Children who have a chronic illness have surprising insight into their disease based on their personal experience with the symptoms they have and the effects of the medications that they have taken and the procedures they have endured. If they are cognitively mature enough to understand the significance of their own morbidity and death, then they should be accorded the autonomy that allows them the right of participation in decision making. This requires disclosure of diagnosis, treatment options, and prognosis. They deserve to be treated with honesty, openness, and respect for their rights. They should give assent to procedures and medical treatments planned prior to their performance. It is important that the rights of parents are not placed above those of the child.

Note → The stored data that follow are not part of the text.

use anyhow::{anyhow, Context, Result};
use std::collections::HashMap;
use std::io::Write;
use std::path::{Path, PathBuf};
use std::sync::{Arc, Mutex};

use crate::frame::CapturedFrame;

/// Where a frame copy was written. `location` is a path or an in-memory key.
#[derive(Clone, Debug, PartialEq, Eq)]
pub struct StoredFrame {
    pub sequence: u64,
    pub location: String,
    pub len: usize,
}

pub trait FrameStore: Send {
    fn persist(&mut self, frame: &CapturedFrame) -> Result<StoredFrame>;

    fn remove(&mut self, stored: &StoredFrame) -> Result<()>;

    fn describe(&self) -> String;
}

/// Name of the on-device copy for one capture.
pub fn stored_file_name(frame: &CapturedFrame) -> String {
    format!("photo{}.{}", frame.sequence(), frame.format().extension())
}

// ----------------------------------------------------------------------------
// Filesystem
// ----------------------------------------------------------------------------

pub struct FilesystemFrameStore {
    root: PathBuf,
}

impl FilesystemFrameStore {
    pub fn open(root: impl AsRef<Path>) -> Result<Self> {
        let root = root.as_ref().to_path_buf();
        std::fs::create_dir_all(&root)
            .with_context(|| format!("failed to create frame store {}", root.display()))?;
        Ok(Self { root })
    }

    pub fn root(&self) -> &Path {
        &self.root
    }
}

impl FrameStore for FilesystemFrameStore {
    fn persist(&mut self, frame: &CapturedFrame) -> Result<StoredFrame> {
        let name = stored_file_name(frame);
        let final_path = self.root.join(&name);
        let tmp_path = self.root.join(format!(".{}.tmp", name));

        let write = || -> Result<()> {
            let mut file = std::fs::File::create(&tmp_path)?;
            file.write_all(frame.bytes())?;
            file.sync_all()?;
            std::fs::rename(&tmp_path, &final_path)?;
            Ok(())
        };
        if let Err(err) = write() {
            let _ = std::fs::remove_file(&tmp_path);
            return Err(err.context(format!("failed to store {}", final_path.display())));
        }

        log::debug!("stored {} ({} bytes)", final_path.display(), frame.len());
        Ok(StoredFrame {
            sequence: frame.sequence(),
            location: final_path.to_string_lossy().into_owned(),
            len: frame.len(),
        })
    }

    fn remove(&mut self, stored: &StoredFrame) -> Result<()> {
        match std::fs::remove_file(&stored.location) {
            Ok(()) => Ok(()),
            Err(err) if err.kind() == std::io::ErrorKind::NotFound => Ok(()),
            Err(err) => Err(anyhow!("failed to remove {}: {}", stored.location, err)),
        }
    }

    fn describe(&self) -> String {
        format!("filesystem {}", self.root.display())
    }
}

// ----------------------------------------------------------------------------
// In memory
// ----------------------------------------------------------------------------

/// Keeps copies in a shared map; clones see the same contents.
#[derive(Clone, Default)]
pub struct InMemoryFrameStore {
    frames: Arc<Mutex<HashMap<String, Vec<u8>>>>,
    fail_persist: bool,
}

impl InMemoryFrameStore {
    pub fn new() -> Self {
        Self::default()
    }

    /// A store whose every `persist` fails, like a full or missing disk.
    pub fn failing() -> Self {
        Self {
            fail_persist: true,
            ..Self::default()
        }
    }

    pub fn len(&self) -> usize {
        self.frames.lock().map(|frames| frames.len()).unwrap_or(0)
    }

    pub fn is_empty(&self) -> bool {
        self.len() == 0
    }

    pub fn contains(&self, location: &str) -> bool {
        self.frames
            .lock()
            .map(|frames| frames.contains_key(location))
            .unwrap_or(false)
    }
}

impl FrameStore for InMemoryFrameStore {
    fn persist(&mut self, frame: &CapturedFrame) -> Result<StoredFrame> {
        if self.fail_persist {
            return Err(anyhow!("in-memory store refuses writes"));
        }
        let location = stored_file_name(frame);
        let mut frames = self
            .frames
            .lock()
            .map_err(|_| anyhow!("frame store lock poisoned"))?;
        frames.insert(location.clone(), frame.bytes().to_vec());
        Ok(StoredFrame {
            sequence: frame.sequence(),
            location,
            len: frame.len(),
        })
    }

    fn remove(&mut self, stored: &StoredFrame) -> Result<()> {
        let mut frames = self
            .frames
            .lock()
            .map_err(|_| anyhow!("frame store lock poisoned"))?;
        frames.remove(&stored.location);
        Ok(())
    }

    fn describe(&self) -> String {
        "in-memory".to_string()
    }
}
//! Frame encoder: raw JPEG bytes to a text-safe base64 payload.

use base64::engine::general_purpose::STANDARD as BASE64;
use base64::Engine as _;

/// Base64 text of exactly one captured frame. Lives for one pipeline run.
#[derive(Debug, PartialEq, Eq)]
pub struct EncodedPayload(String);

impl EncodedPayload {
    pub fn as_str(&self) -> &str {
        &self.0
    }

    pub fn len(&self) -> usize {
        self.0.len()
    }

    pub fn is_empty(&self) -> bool {
        self.0.is_empty()
    }
}

#[derive(Debug, Clone, PartialEq, Eq)]
pub enum EncodeError {
    EmptyInput,
    /// Output size overflowed or the allocator refused the reservation.
    Allocation { requested: usize },
}

impl std::fmt::Display for EncodeError {
    fn fmt(&self, f: &mut std::fmt::Formatter<'_>) -> std::fmt::Result {
        match self {
            Self::EmptyInput => write!(f, "cannot encode an empty frame"),
            Self::Allocation { requested } => {
                write!(f, "failed to allocate {} bytes for base64 output", requested)
            }
        }
    }
}

impl std::error::Error for EncodeError {}

/// Encode `bytes` as padded standard base64 without line wrapping.
///
/// Output length is always `ceil(len / 3) * 4`. The output buffer is reserved
/// up front so an allocation failure surfaces as an error instead of an abort.
pub fn encode_frame(bytes: &[u8]) -> Result<EncodedPayload, EncodeError> {
    if bytes.is_empty() {
        return Err(EncodeError::EmptyInput);
    }
    let requested = base64::encoded_len(bytes.len(), true)
        .ok_or(EncodeError::Allocation { requested: usize::MAX })?;
    let mut out = String::new();
    out.try_reserve_exact(requested)
        .map_err(|_| EncodeError::Allocation { requested })?;
    BASE64.encode_string(bytes, &mut out);
    Ok(EncodedPayload(out))
}

#[cfg(test)]
mod tests {
    use super::*;

    #[test]
    fn round_trips_through_standard_decoder() {
        let inputs: [&[u8]; 4] = [b"a", b"ab", b"abc", &[0xFF, 0xD8, 0x00, 0x10, 0xFF, 0xD9, 0x7F]];
        for input in inputs {
            let encoded = encode_frame(input).unwrap();
            let decoded = BASE64.decode(encoded.as_str()).unwrap();
            assert_eq!(decoded, input);
        }
    }

    #[test]
    fn output_length_matches_padded_formula() {
        for len in 1..64usize {
            let input = vec![0xA5u8; len];
            let encoded = encode_frame(&input).unwrap();
            assert_eq!(encoded.len(), len.div_ceil(3) * 4);
            assert!(!encoded.as_str().contains('\n'));
        }
    }

    #[test]
    fn empty_input_is_an_error() {
        assert_eq!(encode_frame(&[]), Err(EncodeError::EmptyInput));
    }
}
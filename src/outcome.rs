//! Classification outcomes.
//!
//! Every pipeline run ends in exactly one `ClassificationOutcome`. Failures are
//! data, never aborts: a failed run yields an outcome and the controller is
//! ready for the next trigger.

/// Locally detected failure, one per pipeline phase that can go wrong.
#[derive(Clone, Debug, PartialEq, Eq)]
pub enum LocalFailure {
    Capture,
    Storage,
    Encoding,
    Connection,
    HeaderTimeout,
    EmptyResponse,
    NoJson,
    ResponseTooLarge,
    Parse(String),
    NoCandidates,
}

impl LocalFailure {
    /// Stable reason code.
    pub fn code(&self) -> String {
        match self {
            Self::Capture => "capture".to_string(),
            Self::Storage => "storage".to_string(),
            Self::Encoding => "encoding".to_string(),
            Self::Connection => "connection".to_string(),
            Self::HeaderTimeout => "header-timeout".to_string(),
            Self::EmptyResponse => "empty-response".to_string(),
            Self::NoJson => "no-json".to_string(),
            Self::ResponseTooLarge => "response-too-large".to_string(),
            Self::Parse(detail) => format!("parse:{}", detail),
            Self::NoCandidates => "no-candidates".to_string(),
        }
    }
}

impl std::fmt::Display for LocalFailure {
    fn fmt(&self, f: &mut std::fmt::Formatter<'_>) -> std::fmt::Result {
        match self {
            Self::Capture => write!(f, "Capture failed"),
            Self::Storage => write!(f, "Failed to store image file"),
            Self::Encoding => write!(f, "Memory allocation failed"),
            Self::Connection => write!(f, "Connection failed"),
            Self::HeaderTimeout => write!(f, "Timeout waiting for API headers"),
            Self::EmptyResponse => write!(f, "Empty response"),
            Self::NoJson => write!(f, "No JSON found"),
            Self::ResponseTooLarge => write!(f, "Response too large"),
            Self::Parse(detail) => write!(f, "Failed to parse response: {}", detail),
            Self::NoCandidates => write!(f, "No valid response found"),
        }
    }
}

impl std::error::Error for LocalFailure {}

#[derive(Clone, Debug, PartialEq, Eq)]
pub enum ClassificationOutcome {
    Success(String),
    ApiError(String),
    LocalFailure(LocalFailure),
}

impl ClassificationOutcome {
    pub fn is_success(&self) -> bool {
        matches!(self, Self::Success(_))
    }

    /// Short machine-readable kind, used by the status endpoint.
    pub fn kind(&self) -> &'static str {
        match self {
            Self::Success(_) => "success",
            Self::ApiError(_) => "api_error",
            Self::LocalFailure(_) => "local_failure",
        }
    }

    pub fn reason_code(&self) -> Option<String> {
        match self {
            Self::LocalFailure(failure) => Some(failure.code()),
            _ => None,
        }
    }
}

impl From<LocalFailure> for ClassificationOutcome {
    fn from(failure: LocalFailure) -> Self {
        Self::LocalFailure(failure)
    }
}

impl std::fmt::Display for ClassificationOutcome {
    fn fmt(&self, f: &mut std::fmt::Formatter<'_>) -> std::fmt::Result {
        match self {
            Self::Success(text) => write!(f, "{}", text),
            Self::ApiError(message) => write!(f, "API Error: {}", message),
            Self::LocalFailure(failure) => write!(f, "{}", failure),
        }
    }
}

EXISTENTIAL AND SPIRITUAL MATTERS

There is need in the care of the dying to address matters other than the physical ones.15,16 Older children and parents almost all express a need that transcends the material and addresses concepts that go beyond the self. They may ask question such as, “For what purpose do we live?” “What are my correct values?” “What exists beyond myself?” A formal system with established rules and customs may be considered a religion. Although not all individuals may embrace a religion, most people have a spiritual identification. As death approaches, this sense of spirituality increases. Patients and their families welcome the opportunity to discuss these highly personal values with those they respect and with whom they feel safe. All members of the health care professional team, and not only the chaplain, can be such individuals. Attending to the existential and spiritual matters of the mind of patients as well as to their physical ailments brings great solace to patients and a meaningful source of satisfaction to the care-givers. It is a part of the responsibility to the dying child and their family.